---------- Extracted information

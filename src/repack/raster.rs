// Lossy strategy: rasterize every page and re-embed each as one JPEG.

use tracing::debug;

use crate::codec::writer::PageWriter;
use crate::codec::{metadata, reader::PdfReader};
use crate::pipeline::progress::JobContext;
use crate::render::PageRasterizer;
use crate::repack::{RepackOutput, jpeg, pixels};

/// Settings for a raster repack pass.
#[derive(Debug, Clone, Copy)]
pub struct RasterOptions {
    /// JPEG quality (1-100)
    pub quality: u8,
    /// Rasterization scale relative to PDF points (dpi / 72)
    pub resolution_factor: f32,
    pub strip_metadata: bool,
    pub grayscale: bool,
}

/// Rebuild the document by rasterizing every page in order.
///
/// Per page: rasterize at the requested scale, flatten onto opaque white,
/// optionally convert to grayscale, JPEG-encode, and emit an output page
/// whose box equals the *source* page box with the image stretched to
/// fill it. Progress is reported after each page and the cancel token is
/// checked before each page; pages are processed strictly sequentially so
/// at most one pixel buffer plus one encoded image are live at a time.
///
/// Content-destructive (vector text becomes a bitmap) but geometry
/// preserving. Any per-page render or encode failure aborts the whole
/// pass; no partially-rasterized document is ever returned.
pub fn repack(
    bytes: &[u8],
    opts: &RasterOptions,
    rasterizer: &dyn PageRasterizer,
    ctx: &JobContext<'_>,
    label: &str,
) -> crate::error::Result<RepackOutput> {
    let page_count = rasterizer.page_count(bytes)?;
    if page_count == 0 {
        return Err(crate::error::SqueezeError::raster("document has no pages"));
    }

    let mut writer = PageWriter::new();

    for page_index in 0..page_count {
        ctx.check_cancelled()?;

        let geometry = rasterizer.page_geometry(bytes, page_index)?;
        let mut bitmap = rasterizer.rasterize(bytes, page_index, opts.resolution_factor)?;

        pixels::flatten_onto_white(&mut bitmap);
        if opts.grayscale {
            pixels::grayscale_in_place(&mut bitmap);
        }

        let (pixel_width, pixel_height) = (bitmap.width(), bitmap.height());
        let jpeg_data = jpeg::encode_page(bitmap, opts.quality)?;

        writer.add_image_page(
            &jpeg_data,
            pixel_width,
            pixel_height,
            geometry.width_pts,
            geometry.height_pts,
        );

        ctx.report(page_index + 1, page_count, label);
    }

    // The output is built fresh, so stripping is implicit; otherwise the
    // source's Info fields are carried over when the source is readable.
    if !opts.strip_metadata
        && let Ok(reader) = PdfReader::from_bytes(bytes)
    {
        let info = metadata::document_info(reader.document());
        metadata::set_document_info(writer.document_mut(), &info);
    }

    let out = writer.save_to_bytes()?;

    debug!(
        input_bytes = bytes.len(),
        output_bytes = out.len(),
        page_count,
        quality = opts.quality,
        resolution_factor = opts.resolution_factor,
        "raster repack complete"
    );

    Ok(RepackOutput {
        bytes: out,
        page_count,
    })
}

--------------------

[What the task requires]
Please report how many lines in the listing above contain the word "quality", and give nothing but the number.

[Output]
4